10. Les projets d'exploitation des sables pétrolifères sont également assujettis au régime de déductions relatives aux ressources décrit plus haut, à une exception importante près. Le projet Syncrude a fait l'objet d'un décret de remise en 1976, lequel autorisait les participants à déduire les redevances provinciales et la déduction relative aux ressources pour deux des concessions. Le décret de remise est en vigueur jusqu'à ce que 2,1 milliards de barils de pétrole brut synthétique aient été produits ou jusqu'au 31 décembre 2003, selon la première occurrence. D'après les Comptes publics du Canada, le gouvernement avait remis, au 31 mars 1999, au moins 153 millions de dollars en impôt aux termes du décret.

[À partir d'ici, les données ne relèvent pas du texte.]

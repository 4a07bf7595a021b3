//! Worker-side request executor.
//!
//! Exactly one [`WorkerSession`] exists per worker process. It owns the work
//! implementation instance, the outgoing event channel (shared with the log
//! relay), and the termination gate. Requests are delivered one at a time;
//! each emits exactly one response, always after all log output produced
//! while it ran. The session's main path blocks only on the termination
//! gate.

use std::any::Any;
use std::io;
use std::panic::{AssertUnwindSafe, catch_unwind};
use std::sync::{Arc, Mutex};

use tokio::net::UnixStream;
use tokio::sync::mpsc::UnboundedReceiver;
use tokio::sync::oneshot;

use super::codec::{ArgumentCodecs, CodecMode};
use super::protocol::{
    self, Outcome, RemoteFailure, Request, Response, WorkerEvent, WorkerRequest,
};
use super::relay::{LogRelay, ProblemReporter};
use crate::error::{CrucibleError, WorkError};
use crate::isolation::{CodeResolver, ResolverHandle};
use crate::scope::ServiceScope;
use crate::work::{MetadataCache, WorkHandler};

/// Releases exactly once no matter how many signals request termination.
pub struct TerminationGate {
    tx: Mutex<Option<oneshot::Sender<()>>>,
}

impl TerminationGate {
    pub fn new() -> (Self, oneshot::Receiver<()>) {
        let (tx, rx) = oneshot::channel();
        (
            Self {
                tx: Mutex::new(Some(tx)),
            },
            rx,
        )
    }

    /// Release the gate. Returns true only for the call that actually
    /// released it.
    pub fn release(&self) -> bool {
        let mut slot = self.tx.lock().unwrap_or_else(|e| e.into_inner());
        match slot.take() {
            Some(tx) => tx.send(()).is_ok(),
            None => false,
        }
    }
}

pub struct WorkerSession {
    /// None when initialization failed; requests are then dropped silently.
    implementation: Option<Box<dyn WorkHandler>>,
    codec_mode: CodecMode,
    relay: LogRelay,
    gate: TerminationGate,
}

impl WorkerSession {
    /// Build the session for this process.
    ///
    /// Constructs a child service scope exposing the argument-codec registry,
    /// the metadata cache, the problem reporter, and the code resolver, then
    /// instantiates the bootstrap work implementation from it. On failure the
    /// session enters permanent failure mode: a single startup notice is
    /// emitted and every later request is dropped without execution or
    /// response, with the argument codec switched to discard-only.
    ///
    /// Returns the session and the receiver side of its termination gate.
    pub fn initialize(
        bootstrap_kind: &str,
        parent: &Arc<ServiceScope>,
        resolver: Arc<dyn CodeResolver>,
        relay: LogRelay,
    ) -> (Arc<Self>, oneshot::Receiver<()>) {
        let (gate, released) = TerminationGate::new();
        let codecs = Arc::new(ArgumentCodecs::new());
        let cache = Arc::new(MetadataCache::new());
        let scope = ServiceScope::child_of(parent)
            .register(Arc::clone(&codecs))
            .register(Arc::clone(&cache))
            .register(Arc::new(ProblemReporter::new(relay.clone())))
            .register(Arc::new(ResolverHandle(Arc::clone(&resolver))))
            .build();

        let implementation = resolver.resolve_bootstrap(bootstrap_kind).and_then(|factory| {
            cache.get_or_insert_with(bootstrap_kind, || factory.metadata());
            factory.create(&scope)
        });

        let session = match implementation {
            Ok(handler) => Self {
                implementation: Some(handler),
                codec_mode: CodecMode::Registered(codecs),
                relay,
                gate,
            },
            Err(err) => {
                tracing::error!("worker session initialization failed: {err}");
                // The one startup failure notice this session will ever send
                relay.respond(Response {
                    operation: protocol::OperationId::nil(),
                    outcome: Outcome::InfrastructureFailed {
                        error: RemoteFailure::new(err.to_string()),
                    },
                });
                Self {
                    implementation: None,
                    codec_mode: CodecMode::Discard,
                    relay,
                    gate,
                }
            }
        };
        (Arc::new(session), released)
    }

    /// Execute one request, emitting exactly one response.
    ///
    /// Runs under the request's correlation context so that log output from
    /// the work implementation is tagged with the operation and travels the
    /// same channel as the eventual response.
    pub fn run(&self, request: Request) {
        let Some(implementation) = self.implementation.as_deref() else {
            // Failure mode: the startup notice already went out
            return;
        };
        let CodecMode::Registered(codecs) = &self.codec_mode else {
            return;
        };

        let operation = request.operation;
        let outcome = match self.relay.enter(operation) {
            Err(err) => Outcome::InfrastructureFailed {
                error: RemoteFailure::new(err.to_string()),
            },
            Ok(_ctx) => {
                let result = catch_unwind(AssertUnwindSafe(|| {
                    codecs
                        .decode(&request.argument)
                        .and_then(|input| implementation.execute(input))
                }));
                match result {
                    Ok(Ok(result)) => Outcome::Completed { result },
                    Ok(Err(err @ WorkError::TypeNotFound { .. })) => Outcome::InfrastructureFailed {
                        error: RemoteFailure::new(err.to_string()),
                    },
                    Ok(Err(err)) => Outcome::Failed {
                        error: RemoteFailure::new(err.to_string()),
                    },
                    Err(panic) => Outcome::Failed {
                        error: RemoteFailure::new(panic_message(panic.as_ref())),
                    },
                }
            }
        };

        if !self.relay.respond(Response { operation, outcome }) {
            tracing::warn!(%operation, "response channel closed before the outcome was delivered");
        }
    }

    /// `run` followed unconditionally by `stop`.
    pub fn run_then_stop(&self, request: Request) {
        let run = catch_unwind(AssertUnwindSafe(|| self.run(request)));
        self.stop();
        if run.is_err() {
            tracing::error!("request execution escaped its panic handling");
        }
    }

    /// Release the termination gate and clear any ambient correlation
    /// context. Idempotent under concurrent calls.
    pub fn stop(&self) {
        if self.gate.release() {
            tracing::debug!("termination gate released");
        }
        self.relay.clear();
    }

    /// The transport closed unexpectedly, most likely because the controlling
    /// process died. Must never leave the worker hanging.
    pub fn on_stream_closed(&self) {
        self.stop();
    }

    /// A transport-level failure while a response may be outstanding.
    /// Forwarded as a failed response so the controller is never left waiting
    /// indefinitely; the session itself keeps running.
    pub fn on_transport_failure(&self, error: &str) {
        let operation = self
            .relay
            .current()
            .unwrap_or_else(protocol::OperationId::nil);
        self.relay.respond(Response {
            operation,
            outcome: Outcome::Failed {
                error: RemoteFailure::new(error),
            },
        });
    }
}

fn panic_message(panic: &(dyn Any + Send)) -> String {
    if let Some(s) = panic.downcast_ref::<&str>() {
        format!("work implementation panicked: {s}")
    } else if let Some(s) = panic.downcast_ref::<String>() {
        format!("work implementation panicked: {s}")
    } else {
        "work implementation panicked".to_string()
    }
}

/// Serve the session over an accepted transport until the termination gate
/// releases.
///
/// One task drains the event channel into the socket (the single shared
/// sink); another reads requests and executes them on the blocking pool, one
/// in flight at a time. After the gate releases, buffered events - including
/// the final response of a `RunThenStop` - are flushed before returning.
///
/// # Errors
///
/// Only genuine interruption of the termination wait is an error; no further
/// progress is possible and the process should abort.
pub async fn serve(
    session: Arc<WorkerSession>,
    stream: UnixStream,
    mut events: UnboundedReceiver<WorkerEvent>,
    released: oneshot::Receiver<()>,
) -> crate::Result<()> {
    let (mut reader, mut writer) = stream.into_split();

    let (flush_tx, mut flush_rx) = oneshot::channel::<()>();
    let writer_task = tokio::spawn(async move {
        loop {
            tokio::select! {
                biased;
                maybe = events.recv() => match maybe {
                    Some(event) => {
                        if protocol::write_worker_event(&mut writer, &event).await.is_err() {
                            break;
                        }
                    }
                    None => break,
                },
                _ = &mut flush_rx => {
                    while let Ok(event) = events.try_recv() {
                        if protocol::write_worker_event(&mut writer, &event).await.is_err() {
                            break;
                        }
                    }
                    break;
                }
            }
        }
    });

    let reader_session = Arc::clone(&session);
    let reader_task = tokio::spawn(async move {
        loop {
            match protocol::read_worker_request(&mut reader).await {
                Ok(WorkerRequest::Run(request)) => {
                    let session = Arc::clone(&reader_session);
                    if tokio::task::spawn_blocking(move || session.run(request))
                        .await
                        .is_err()
                    {
                        tracing::error!("request execution task failed");
                    }
                }
                Ok(WorkerRequest::RunThenStop(request)) => {
                    let session = Arc::clone(&reader_session);
                    let _ = tokio::task::spawn_blocking(move || session.run_then_stop(request))
                        .await;
                    break;
                }
                Ok(WorkerRequest::Stop) => {
                    reader_session.stop();
                    break;
                }
                Err(err) if err.kind() == io::ErrorKind::InvalidData => {
                    // Undecodable frame: report it, keep the session alive
                    reader_session.on_transport_failure(&err.to_string());
                }
                Err(_) => {
                    reader_session.on_stream_closed();
                    break;
                }
            }
        }
    });

    released
        .await
        .map_err(|_| CrucibleError::SessionInterrupted("termination gate abandoned".into()))?;

    reader_task.abort();
    drop(session);
    let _ = flush_tx.send(());
    let _ = writer_task.await;
    Ok(())
}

11. Le régime fiscal tient compte des risques et des coûts énormes des projets d'exploitation des sables pétrolifères, en particulier au cours des premières années, alors que la technologie se développait et que les coûts de fonctionnement étaient plus élevés que le prix de vente du produit. Comme l'indique le tableau 2, la province de l'Alberta impose des taux de redevance plus bas au cours des premières années d'un projet de sables pétrolifères qu'il ne le fait pour l'exploitation du pétrole conventionnel et du gaz.

Les taxes d'accise

12. Les consommateurs paient de nombreuses taxes sur les carburants pour les véhicules et le matériel : les taxes d'accise fédérales et provinciales, la taxe fédérale sur les produits et services et, dans certains cas, des taxes de vente provinciales. Les consommateurs qui achètent des véhicules à haut rendement énergétique bénéficient d'une réduction réelle sur l'ensemble des taxes d'accise qu'ils auraient payé. Les carburants de remplacement, comme l'éthanol produit à partir d'énergies renouvelables, le propane, le gaz naturel comprimé et le méthanol, sont exonérés de la taxe d'accise. Dans le cas des carburants mélangés, l'exemption de la taxe ne s'applique qu'à la partie « carburant » du produit.